Google generates 4.5 billion search results on the phrase, “design system.” The universe has quickly adopted this design process because of the value that I’ve already outlined. Designers now need to step up their training and learning to assure they can deliver that value. 

Implementing a Design System takes time and dedication. It changes the workflow. It changes how multiple designers collaborate. And, it requires that project managers know when and how to introduce the conversation and monitor its advancement.

Design Systems are best built in stages, not at the end when it’s too late to reap the benefits. Organizations embarking on this journey will want to work or consult with a team that has already made the mistakes when attempting to execute a Triple Lindy so they can better nail the landing.

Here are a few learnings the team at Small Planet gathered by putting in the hours and constantly reflecting on how we could do better.

  • Start with a product audit and get a “state of the union” on your current design.
  • Identify inconsistencies and areas of improvement in your component inventory.
  • Get briefed on the organization’s current workflow and understand where it’s flexible. 
  • Develop an Atomic Design approach.
  • Establish a naming convention with the developers for your design tokens.
  • Address the smallest components and then move your way up to the largest.
  • The foundations come first: colors, typography, shadows, the grid system, etc. 
  • Next, build your components, like buttons, dropdowns, navigation, selectors, and more.
  • Coordinate across the team – project management, content creators, designers, developers, and even quality control.
  • And finally, never forget – once your design system is complete, promote it… everywhere. This assures adoption.

If Marvel’s Spiderman has taught us anything it is that with great power comes great responsibility. Design systems are indeed a great power that require a proper application employing thoughtfulness, planning, and intention.

Microsoft Fluent – https://dribbble.com/microsoft

5) One more thing…

When should you consider investing in a design system?
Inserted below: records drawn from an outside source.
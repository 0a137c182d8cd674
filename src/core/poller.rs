use std::sync::Arc;
use std::time::Duration;

use tracing::{debug, error, info, warn};

use crate::core::dedupe::DedupeTracker;
use crate::error::PlatformError;
use crate::models::{Item, SearchMode};
use crate::providers::AccountHandle;

#[derive(Debug, Clone)]
pub struct PollerConfig {
    pub query: String,
    pub window: usize,
    pub timeout: Duration,
    pub mode: SearchMode,
}

impl PollerConfig {
    /// Mentions of `handle`, newest 20, 15s budget.
    pub fn mentions_of(handle: &str) -> Self {
        PollerConfig {
            query: format!("@{}", handle.trim_start_matches('@')),
            window: 20,
            timeout: Duration::from_secs(15),
            mode: SearchMode::Latest,
        }
    }
}

/// Fetches candidate items and lets through only the ones nobody has handled yet.
pub struct TimelinePoller {
    account: Arc<AccountHandle>,
    dedupe: Arc<DedupeTracker>,
    own_handle: String,
    config: PollerConfig,
}

impl TimelinePoller {
    pub fn new(
        account: Arc<AccountHandle>,
        dedupe: Arc<DedupeTracker>,
        own_handle: &str,
        config: PollerConfig,
    ) -> Self {
        TimelinePoller {
            account,
            dedupe,
            own_handle: own_handle.trim_start_matches('@').to_string(),
            config,
        }
    }

    /// One fetch through the account queue. Errors and timeouts yield an empty
    /// batch; the next cycle is the retry.
    pub async fn poll(&self) -> Vec<Item> {
        let client = Arc::clone(&self.account.client);
        let query = self.config.query.clone();
        let limit = self.config.window;
        let mode = self.config.mode;

        let fetch = self
            .account
            .queue
            .submit(move || async move { client.search_recent(&query, limit, mode).await });

        let fetched = match tokio::time::timeout(self.config.timeout, fetch).await {
            Ok(Ok(Ok(items))) => items,
            Ok(Ok(Err(e))) if e.is_transient() => {
                warn!(account = %self.account.account, error = %e, "Transient fetch failure, retrying next cycle");
                return Vec::new();
            }
            Ok(Ok(Err(e))) => {
                error!(account = %self.account.account, error = %e, "Fetching candidate items failed");
                return Vec::new();
            }
            Ok(Err(e)) => {
                error!(account = %self.account.account, error = %e, "Fetch never ran");
                return Vec::new();
            }
            Err(_) => {
                let e = PlatformError::Timeout(self.config.timeout);
                warn!(account = %self.account.account, error = %e, "Returning empty batch");
                return Vec::new();
            }
        };

        let fetched_count = fetched.len();
        let mut accepted = Vec::with_capacity(fetched_count);
        for item in fetched {
            if item.author_handle.eq_ignore_ascii_case(&self.own_handle) {
                debug!(item_id = %item.id, "Skipping own post");
                continue;
            }
            if self.dedupe.should_process(&item).await {
                accepted.push(item);
            }
        }

        if !accepted.is_empty() {
            info!(fetched = fetched_count, accepted = accepted.len(), "Found new items");
        }
        accepted
    }
}
//! Decides whether and how to answer an item.
//!
//! Direct mentions always get an answer (image when the text asks for one).
//! Items that only touch a configured topic pass a probability gate first.

use std::sync::Arc;

use rand::Rng;
use regex::{Regex, RegexBuilder, RegexSet, RegexSetBuilder};
use tracing::debug;

use crate::models::{Item, ResponseAction, ResponsePlan};

/// Source of uniform floats in `[0, 1)`.
pub trait RandomSource: Send + Sync {
    fn next(&self) -> f64;
}

pub struct ThreadRandom;

impl RandomSource for ThreadRandom {
    fn next(&self) -> f64 {
        rand::thread_rng().gen::<f64>()
    }
}

/// What a topical item that passes the gate gets.
#[derive(Debug, Clone, Copy, PartialEq, Eq)]
pub enum TopicAction {
    Image,
    Text,
}

#[derive(Debug, Clone)]
pub struct ClassifierConfig {
    pub handle: String,
    pub keywords: Vec<String>,
    pub engagement_probability: f64,
    pub topic_action: TopicAction,
}

// Keyword fragments, matched anywhere in the text and in any order
const DRAW: usize = 0;
const PICTURE: usize = 1;
const IMAGE: usize = 2;
const GENERATE: usize = 3;
const CRAFT: usize = 4;
const IMAGE_INTENT_KEYWORDS: [&str; 5] = [
    "draw",
    "picture",
    "image",
    "generat",
    "creat|mak(?:e|ing)|paint",
];

pub struct Classifier {
    mention: String,
    topics: Option<Regex>,
    image_intent: RegexSet,
    engagement_probability: f64,
    topic_action: TopicAction,
    rng: Arc<dyn RandomSource>,
}

impl Classifier {
    pub fn new(config: ClassifierConfig, rng: Arc<dyn RandomSource>) -> Result<Self, regex::Error> {
        let image_intent = RegexSetBuilder::new(IMAGE_INTENT_KEYWORDS)
            .case_insensitive(true)
            .build()?;

        let escaped: Vec<String> = config
            .keywords
            .iter()
            .map(|k| k.trim())
            .filter(|k| !k.is_empty())
            .map(regex::escape)
            .collect();
        let topics = if escaped.is_empty() {
            None
        } else {
            Some(
                RegexBuilder::new(&escaped.join("|"))
                    .case_insensitive(true)
                    .build()?,
            )
        };

        Ok(Classifier {
            mention: format!("@{}", config.handle.trim_start_matches('@').to_lowercase()),
            topics,
            image_intent,
            engagement_probability: config.engagement_probability,
            topic_action: config.topic_action,
            rng,
        })
    }

    pub fn mentions_agent(&self, text: &str) -> bool {
        text.to_lowercase().contains(&self.mention)
    }

    /// "draw" or "picture" alone, or "image" together with a generate, create,
    /// make or paint word.
    pub fn has_image_intent(&self, text: &str) -> bool {
        let found = self.image_intent.matches(text);
        found.matched(DRAW)
            || found.matched(PICTURE)
            || (found.matched(IMAGE) && (found.matched(GENERATE) || found.matched(CRAFT)))
    }

    pub fn classify<'a>(&self, item: &'a Item) -> ResponsePlan<'a> {
        let action = if self.mentions_agent(&item.text) {
            if self.has_image_intent(&item.text) {
                ResponseAction::RespondImage
            } else {
                ResponseAction::RespondText
            }
        } else if self
            .topics
            .as_ref()
            .is_some_and(|topics| topics.is_match(&item.text))
        {
            let roll = self.rng.next();
            if roll < self.engagement_probability {
                match self.topic_action {
                    TopicAction::Image => ResponseAction::RespondImage,
                    TopicAction::Text => ResponseAction::RespondText,
                }
            } else {
                debug!(item_id = %item.id, roll, "Topical item lost the engagement roll");
                ResponseAction::Ignore
            }
        } else {
            ResponseAction::Ignore
        };

        debug!(item_id = %item.id, action = ?action, "Classified item");
        ResponsePlan::new(action, item)
    }
}
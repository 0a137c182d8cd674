use std::sync::Arc;
use std::time::Duration;

use chrono::Utc;
use tokio::sync::Mutex;
use tokio::time::Instant;
use tracing::{debug, info, warn};

use crate::error::PipelineError;
use crate::memory::{CacheKeys, DurableCache, SetOptions};
use crate::models::{OutboundPost, PostedRecord, SentPost};
use crate::providers::AccountHandle;

/// Submits replies through the account queue, keeping a minimum gap between
/// consecutive submissions. No retries here; a failed post is the item's failure.
pub struct Poster {
    account: Arc<AccountHandle>,
    cache: Arc<dyn DurableCache>,
    keys: CacheKeys,
    min_spacing: Duration,
    last_post: Mutex<Option<Instant>>,
    dry_run: bool,
}

impl Poster {
    pub fn new(
        account: Arc<AccountHandle>,
        cache: Arc<dyn DurableCache>,
        keys: CacheKeys,
        min_spacing: Duration,
    ) -> Self {
        Poster {
            account,
            cache,
            keys,
            min_spacing,
            last_post: Mutex::new(None),
            dry_run: false,
        }
    }

    /// Log replies instead of sending them.
    pub fn dry_run(mut self, enabled: bool) -> Self {
        self.dry_run = enabled;
        self
    }

    pub async fn post(&self, outbound: &OutboundPost) -> Result<PostedRecord, PipelineError> {
        if outbound.text.trim().is_empty() {
            return Err(PipelineError::ContractViolation(format!(
                "refusing to post empty text (reply to {:?})",
                outbound.reply_to_id
            )));
        }

        let submitted = {
            let mut last_post = self.last_post.lock().await;
            if let Some(previous) = *last_post {
                let ready_at = previous + self.min_spacing;
                if Instant::now() < ready_at {
                    debug!(wait = ?(ready_at - Instant::now()), "Delaying post for spacing");
                    tokio::time::sleep_until(ready_at).await;
                }
            }
            *last_post = Some(Instant::now());
            self.submit(outbound)
        };
        let sent = submitted.await?;

        let record = PostedRecord {
            id: sent.id,
            permalink: sent.permalink,
            created_at: Utc::now(),
        };
        self.remember(&record).await;

        info!(
            account = %self.account.account,
            reply_to = ?outbound.reply_to_id,
            post_id = %record.id,
            with_image = outbound.image.is_some(),
            "Posted reply"
        );
        Ok(record)
    }

    // Enqueues synchronously so queue order follows spacing order
    fn submit(
        &self,
        outbound: &OutboundPost,
    ) -> impl std::future::Future<Output = Result<SentPost, PipelineError>> {
        let dry_run = self.dry_run;
        let client = Arc::clone(&self.account.client);
        let text = outbound.text.clone();
        let reply_to = outbound.reply_to_id.clone();
        let media = outbound.image.clone();

        let queued = (!dry_run).then(|| {
            self.account.queue.submit(move || async move {
                client
                    .send_reply(&text, reply_to.as_deref(), media.as_ref())
                    .await
            })
        });
        let preview = outbound.text.clone();

        async move {
            match queued {
                Some(queued) => match queued.await {
                    Ok(result) => result.map_err(PipelineError::from),
                    Err(e) => Err(PipelineError::from(e)),
                },
                None => {
                    info!(text = %preview, "Dry run, not sending reply");
                    Ok(SentPost {
                        id: format!("dry-run-{}", Utc::now().timestamp_millis()),
                        permalink: String::new(),
                    })
                }
            }
        }
    }

    async fn remember(&self, record: &PostedRecord) {
        let value = match serde_json::to_string(record) {
            Ok(value) => value,
            Err(e) => {
                warn!(error = %e, "Could not serialize posted record");
                return;
            }
        };
        if let Err(e) = self
            .cache
            .set(&self.keys.last_post(), &value, SetOptions::default())
            .await
        {
            warn!(error = %e, "Failed to cache last post");
        }
    }
}
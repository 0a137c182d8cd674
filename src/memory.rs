use std::collections::HashMap;
use std::path::{Path, PathBuf};
use std::sync::Arc;
use std::time::Duration;

use async_trait::async_trait;
use bytes::Bytes;
use chrono::{DateTime, Utc};
use serde::{Deserialize, Serialize};
use tokio::sync::{mpsc, Mutex};
use tracing::{debug, warn};

use crate::config::CacheBackend;
use crate::error::CacheError;

/// Options for a cache write.
#[derive(Debug, Clone, Copy, Default)]
pub struct SetOptions {
    pub expires_at: Option<DateTime<Utc>>,
}

/// Key-value store shared with the rest of the deployment.
#[async_trait]
pub trait DurableCache: Send + Sync {
    async fn get(&self, key: &str) -> Result<Option<String>, CacheError>;

    async fn set(&self, key: &str, value: &str, options: SetOptions) -> Result<(), CacheError>;

    /// Push buffered writes to the backing store.
    async fn flush(&self) -> Result<(), CacheError> {
        Ok(())
    }
}

/// Opens the configured backend. An unreachable or unreadable store falls back
/// to an in-process cache so dedupe keeps working from memory.
pub async fn open_cache(backend: &CacheBackend) -> Arc<dyn DurableCache> {
    let opened: Result<Arc<dyn DurableCache>, CacheError> = match backend {
        CacheBackend::File(path) => FileCache::open(path)
            .await
            .map(|c| Arc::new(c) as Arc<dyn DurableCache>),
        CacheBackend::Redis(addr) => RedisCache::connect(addr)
            .await
            .map(|c| Arc::new(c) as Arc<dyn DurableCache>),
        CacheBackend::Memory => return Arc::new(MemoryCache::new()),
    };
    match opened {
        Ok(cache) => cache,
        Err(e) => {
            warn!(backend = ?backend, error = %e, "Durable cache unavailable, keeping state in memory only");
            Arc::new(MemoryCache::new())
        }
    }
}

/// Cache key layout for one platform account.
#[derive(Debug, Clone)]
pub struct CacheKeys {
    prefix: String,
}

impl CacheKeys {
    pub fn new(platform: &str, account: &str) -> Self {
        CacheKeys {
            prefix: format!("{}/{}", platform, account),
        }
    }

    pub fn processed(&self, item_id: &str) -> String {
        format!("{}/processed/{}", self.prefix, item_id)
    }

    pub fn last_post(&self) -> String {
        format!("{}/lastPost", self.prefix)
    }
}

#[derive(Serialize, Deserialize, Clone, Debug)]
struct CacheEntry {
    value: String,
    expires_at: Option<DateTime<Utc>>,
}

impl CacheEntry {
    fn live_value(&self, now: DateTime<Utc>) -> Option<String> {
        match self.expires_at {
            Some(at) if at <= now => None,
            _ => Some(self.value.clone()),
        }
    }
}

/// In-process cache. Nothing survives a restart.
#[derive(Default)]
pub struct MemoryCache {
    entries: Mutex<HashMap<String, CacheEntry>>,
}

impl MemoryCache {
    pub fn new() -> Self {
        Self::default()
    }
}

#[async_trait]
impl DurableCache for MemoryCache {
    async fn get(&self, key: &str) -> Result<Option<String>, CacheError> {
        let entries = self.entries.lock().await;
        Ok(entries.get(key).and_then(|e| e.live_value(Utc::now())))
    }

    async fn set(&self, key: &str, value: &str, options: SetOptions) -> Result<(), CacheError> {
        self.entries.lock().await.insert(
            key.to_string(),
            CacheEntry {
                value: value.to_string(),
                expires_at: options.expires_at,
            },
        );
        Ok(())
    }
}

/// JSON file cache under `./storage`.
///
/// Writes land in memory first. A background writer coalesces them and
/// replaces the file through a temp file and rename, so a crash mid-write
/// leaves the previous snapshot intact.
pub struct FileCache {
    state: Arc<FileState>,
    dirty: mpsc::UnboundedSender<()>,
}

struct FileState {
    path: PathBuf,
    entries: Mutex<HashMap<String, CacheEntry>>,
    write_lock: Mutex<()>,
}

impl FileState {
    async fn save(&self) -> Result<(), CacheError> {
        let _writing = self.write_lock.lock().await;
        let data = {
            let mut entries = self.entries.lock().await;
            let now = Utc::now();
            entries.retain(|_, e| e.live_value(now).is_some());
            serde_json::to_string_pretty(&*entries)?
        };

        if let Some(parent) = self.path.parent() {
            tokio::fs::create_dir_all(parent).await?;
        }
        let tmp = self.path.with_extension("json.tmp");
        tokio::fs::write(&tmp, data).await?;
        tokio::fs::rename(&tmp, &self.path).await?;
        Ok(())
    }
}

impl FileCache {
    pub const DEFAULT_PATH: &'static str = "./storage/cache.json";
    const FLUSH_DELAY: Duration = Duration::from_millis(250);

    // Load the cache file, starting empty if it does not exist yet
    pub async fn open(path: impl AsRef<Path>) -> Result<Self, CacheError> {
        let path = path.as_ref().to_path_buf();
        let entries = match tokio::fs::read_to_string(&path).await {
            Ok(data) => serde_json::from_str(&data)?,
            Err(e) if e.kind() == std::io::ErrorKind::NotFound => HashMap::new(),
            Err(e) => return Err(e.into()),
        };
        debug!(path = %path.display(), "Opened file cache");

        let state = Arc::new(FileState {
            path,
            entries: Mutex::new(entries),
            write_lock: Mutex::new(()),
        });
        let (dirty, mut pending) = mpsc::unbounded_channel::<()>();

        let writer = Arc::clone(&state);
        tokio::spawn(async move {
            while pending.recv().await.is_some() {
                tokio::time::sleep(Self::FLUSH_DELAY).await;
                while pending.try_recv().is_ok() {}
                if let Err(e) = writer.save().await {
                    warn!(path = %writer.path.display(), error = %e, "Failed to write cache file");
                }
            }
        });

        Ok(FileCache { state, dirty })
    }
}

#[async_trait]
impl DurableCache for FileCache {
    async fn get(&self, key: &str) -> Result<Option<String>, CacheError> {
        let entries = self.state.entries.lock().await;
        Ok(entries.get(key).and_then(|e| e.live_value(Utc::now())))
    }

    async fn set(&self, key: &str, value: &str, options: SetOptions) -> Result<(), CacheError> {
        self.state.entries.lock().await.insert(
            key.to_string(),
            CacheEntry {
                value: value.to_string(),
                expires_at: options.expires_at,
            },
        );
        self.dirty
            .send(())
            .map_err(|_| CacheError::Backend("cache file writer stopped".to_string()))
    }

    async fn flush(&self) -> Result<(), CacheError> {
        self.state.save().await
    }
}

/// Redis-protocol cache through a single mini-redis connection.
pub struct RedisCache {
    client: Mutex<mini_redis::client::Client>,
}

impl RedisCache {
    pub async fn connect(addr: &str) -> Result<Self, CacheError> {
        let client = mini_redis::client::connect(addr)
            .await
            .map_err(|e| CacheError::Backend(format!("connect to {}: {}", addr, e)))?;
        debug!(addr = %addr, "Connected to redis cache");
        Ok(RedisCache {
            client: Mutex::new(client),
        })
    }
}

#[async_trait]
impl DurableCache for RedisCache {
    async fn get(&self, key: &str) -> Result<Option<String>, CacheError> {
        let mut client = self.client.lock().await;
        let value = client
            .get(key)
            .await
            .map_err(|e| CacheError::Backend(e.to_string()))?;
        match value {
            Some(bytes) => String::from_utf8(bytes.to_vec())
                .map(Some)
                .map_err(|e| CacheError::Backend(format!("non-utf8 value at {}: {}", key, e))),
            None => Ok(None),
        }
    }

    async fn set(&self, key: &str, value: &str, options: SetOptions) -> Result<(), CacheError> {
        let bytes = Bytes::from(value.to_string());
        let mut client = self.client.lock().await;
        let result = match options.expires_at {
            Some(at) => {
                let ttl = match (at - Utc::now()).to_std() {
                    Ok(ttl) if !ttl.is_zero() => ttl,
                    // Already expired, nothing worth writing
                    _ => return Ok(()),
                };
                client.set_expires(key, bytes, ttl).await
            }
            None => client.set(key, bytes).await,
        };
        result.map_err(|e| CacheError::Backend(e.to_string()))
    }
}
Anytime a digital property grows to the point where you have a dedicated team managing it and it’s starting to represent different capabilities of the organization. 

For instance, your visual identity lives across multiple business functions – marketing, product, R&D, customer service, fulfillment, new business – and each of these core activities has slightly different needs.

If that assessment is too much to get your arms around, here’s a simple signal you’re ready for a Design System. Imagine you overhear an exchange like this:

“Hey Samantha, where is that auto-suggest search component you designed last year?” 

“I don’t know. Bert moved the entire backup drive before the holidays. But really, you should ask Ernie who did the development.”

“Ernie left last month.”

Finally, let’s finish with an observation made in the recent MIT Technology Review focused on Design: At the core of design is a search for a more beautiful shape. 

It is no coincidence that companies seeking to make products that are both transformational and accessible—Tesla, Apple, even IBM in its day—proclaim an elegance of surface finish as the (presumed) manifestation of an overall technological sophistication, even as they exploit the commercial value of style and status as well.

The pursuit of a more beautiful shape is a worthy one. It can increase revenue, employee satisfaction, and output. However, the first step is to assure your team (or the one you hire) has walked the path and understands how to responsibly address this new evolution in the design field. Only then can you merge with the powers of a smart Design System. 

“Danny, there’s a force in the universe that makes things happen and all you have to do is get in touch with it, stop thinking, let things happen, and be the ball.”